Feel it's spammy? Then report it, rather than posting and adding to it.


----------



## Ziken (Jul 21, 2012)

take tons of pics <3 hahaha add some of you guys maybe?  lol


----------



## PapaNer (Jul 22, 2012)

I think I will consider making an AC life blog for a little bit with the picture function.  I'm actually really excited for it.


----------



## Riceicle (Jul 22, 2012)

PapaNer said:


> I think I will consider making an AC life blog for a little bit with the picture function.  I'm actually really excited for it.



Thats pretty sad  ... but i'd still read it


----------



## Prof Gallows (Jul 23, 2012)

Serious post this time.

When I get the game the first thing I'm going to do is start adding people. It'd be more fun having a friend play with you and you both discovering all of the new features together.


----------



## PapaNer (Jul 23, 2012)

Riceicle said:


> Thats pretty sad  ... but i'd still read it



It is sad.  But my dedication to this game is borderline pathetic.  I may have to start doing meth to stay up long enough to play AC3DS when it's out.  I worry for my professors' reactions.


----------



## Prof Gallows (Jul 23, 2012)

PapaNer said:


> It is sad.  But my dedication to this game is borderline pathetic.  I may have to start doing meth to stay up long enough to play AC3DS when it's out.  I worry for my professors' reactions.

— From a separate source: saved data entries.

//! Entities Layer: Multiprecision Numbers
//!
//! Provides the arbitrary-precision decimal number type and its core kernels:
//! - Representation, normalization and rounding
//! - Scratch digit arena
//! - Core arithmetic (add, subtract, multiply, divide, digit scale, powers)
//! - Precision conversion (lengthen, shorten, truncate, round, entier)
//! - Comparisons and machine number conversions
//!
//! Every operation takes the arena it allocates from and the working precision
//! `n` (in radix digits) of its result.

pub mod arena;
pub mod arithmetic;
pub mod compare;
pub mod error;
pub mod machine;
pub mod mp_number;
pub mod normalize;
pub mod precision;

pub use arena::{Arena, Buffer, Mark, Temp, DEFAULT_ARENA_LIMIT};
pub use arithmetic::{
    abs, add, div, div_digit, divrem_digit, modulo, mul, mul_digit, neg, over, pow_int,
    reciprocal, scale_radix, sub, ten_up,
};
pub use compare::{compare, compare_magnitude, eq, ge, gt, le, lt, ne};
pub use error::{ErrorKind, MpError, MpResult};
pub use machine::{
    from_f64, from_i64, from_integer, from_primitive, from_u64, to_f64, to_i64, to_integer,
    to_primitive, to_u64,
};
pub use mp_number::{
    digits_for_decimals, fun_digits, guard_digits, overflow_threshold, MpDigit, MpNumber,
    HALF_MP_RADIX, LOG_MP_RADIX, LONG_LONG_MP_DIGITS, LONG_MP_DIGITS, MAX_DIGIT_SCALE,
    MAX_MP_EXPONENT, MP_RADIX,
};
pub use normalize::{normalize, normalize_fast, round_buffer, round_copy};
pub use precision::{convert, entier, lengthen, round, shorten, truncate};
//! Use Cases Layer: Multiprecision Functions
//!
//! Provides the elementary functions over [`MpNumber`](entities_multiprecision::MpNumber):
//! roots, the exponential and logarithm family, π, trigonometric and hyperbolic
//! functions with their inverses, and complex variants of all of them.
//!
//! ## Overview
//!
//! Every function takes a [`Context`] and the target precision `n` in radix
//! digits, and returns a [`Temp`](entities_multiprecision::Temp) allocated from
//! the context's arena. Internally each function works at
//! [`fun_digits(n)`](entities_multiprecision::fun_digits) and rounds its result
//! to `n` digits once. The context also caches π, `ln 10` and `ln RADIX` at the
//! largest precision requested so far.
//!
//! ## Modules
//!
//! - **[`context`](context/index.html)**: Arena plus constant caches
//! - **[`newton`](newton/index.html)**: Precision ladder for Newton iterations
//! - **[`roots`](roots/index.html)**: Square root, cube root, hypotenuse
//! - **[`exp_log`](exp_log/index.html)**: `exp`, `expm1`, `ln`, `log`, real powers
//! - **[`pi`](pi/index.html)**: π by the Borwein AGM iteration
//! - **[`trig`](trig/index.html)**: Trigonometric functions and inverses
//! - **[`hyperbolic`](hyperbolic/index.html)**: Hyperbolic functions and inverses
//! - **[`complex`](complex/index.html)**: Complex arithmetic and functions
//! - **[`ops`](ops/index.html)**: Operations by name, for evaluators
//!
//! ## Architecture
//!
//! This crate depends on the Entities layer for the number type and core
//! arithmetic. Its functions are exposed through the API Facades layer.
//!
//! ## See Also
//!
//! - [`entities_multiprecision`](../../entities/entities_multiprecision/index.html): Number type and kernels
//! - [`api_facades`](../../api_facades/index.html): Evaluator boundary

pub mod complex;
pub mod context;
pub mod exp_log;
pub mod hyperbolic;
pub mod newton;
pub mod ops;
pub mod pi;
pub mod roots;
pub mod trig;

pub use complex::{
    cabs, cacos, carg, casin, catan, ccos, cdiv, cexp, cln, cmul, csin, csqrt, ctan, ComplexRef,
    MpComplex,
};
pub use context::{Constant, ConstantCache, Context};
pub use exp_log::{exp, expm1, ln, ln_radix, ln_ten, log, pow_real};
pub use hyperbolic::{acosh, asinh, atanh, cosh, sinh, tanh};
pub use ops::{Answer, BinaryOp, ComplexOp, Operation, UnaryOp, UnknownOperation, Value};
pub use pi::{pi, pi_multiple, PiMultiple};
pub use roots::{cbrt, hypot, sqrt};
pub use trig::{acos, asin, atan, atan2, cos, sin, tan};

You could just stick to completely legal, consumer available stimulants, like caffeine. Not as many risks and probably cheaper to get too. =p

also, the dedication isn't really sad. It's pretty creative to work on a project like that.


----------



## Superpenguin (Jul 23, 2012)

I am most likely going to be staying up playing this, especially if I can't play it during the day.


----------



## Volvagia (Jul 23, 2012)

Same, because school is gonna start in fall, and it's probably gonna be released fall 2012-spring 2013, so I don't have much time on my hands. I just hope it comes before winter break, then I have 2 weeks to play it. If not, spring break but I'd only have 1 week


----------



## Superpenguin (Jul 23, 2012)

I am hoping it comes before Thanksgiving(preferablly before Halloween though) so that we can enjoy those holidays if they return. Though not much time to stock up on candy if it comes out in late october, yikes.


----------



## ILuvJapanAndAnime:3 (Jul 23, 2012)

Im Gonna Do The Toturial (If They Have One) Im Gonna Get Money :0 Then Imma Buy Fishing Rod And Catch Fish And A Net Then If Im Awake Im Gonna Go Swimminng At 12 A.M  Lol Wut If In Summer A Shark Comes And Drags Me Away To A Secert Cave Share My Fc Explore And Make Friends


----------



## PapaNer (Jul 24, 2012)

I think I'll also shake all the trees to see if they still hold that "one furniture item in a tree a day" thing.  Always enjoyed that.


----------



## BlueBear (Jul 25, 2012)

I'm gonna buy it 
Then; explore my town, go swimming& meet my neighbours:')


----------



## Himawari (Jul 29, 2012)

Explore and just look at everything. After that, I'll probably gather all of the fruit and seashells and then sell them.


----------



## KirbyHugger8D (Jul 29, 2012)

Stare at the game for like 15 minutes then put it in my ds.   I'll explore everything and collect stuff to sell it.  Scope out the best place to put my house.  It'll probably be by the river or something.  Then I'll convince my friend to buy ths game and go to her town


----------



## Maarten707 (Jul 29, 2012)

I ain't gonna buy it, but if I would, I would probably be busy with working for Nook.


----------



## Kenziegirl1229 (Jul 29, 2012)

On my first day after the tutorial im going to become friends with the neighbors,get a ton of bells,pay off morgage,buy furniture,set up my farm of fruit, and become the best mayor ever!


----------



## Kenziegirl1229 (Jul 29, 2012)

Forgot about swimming and the mall and going to my bff's town!


----------



## Prof Gallows (Jul 30, 2012)

There is an edit button you can use to add more to your post.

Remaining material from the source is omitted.